use tracing::Level;

pub fn init_logging() {
    init_logging_with(Level::INFO);
}

pub fn init_logging_with(level: Level) {
    let _ = tracing_subscriber::fmt()
        .with_max_level(level)
        .try_init();
}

------------------------------------------------------------------------

**Task goal**
Only the lines from the one containing "let _ = tracing_subscriber::fmt()" through the end of the entries above should be written out, exactly and in full.

**Written reply**
    let _ = tracing_subscriber::fmt()
        .with_max_level(level)
        .try_init();
}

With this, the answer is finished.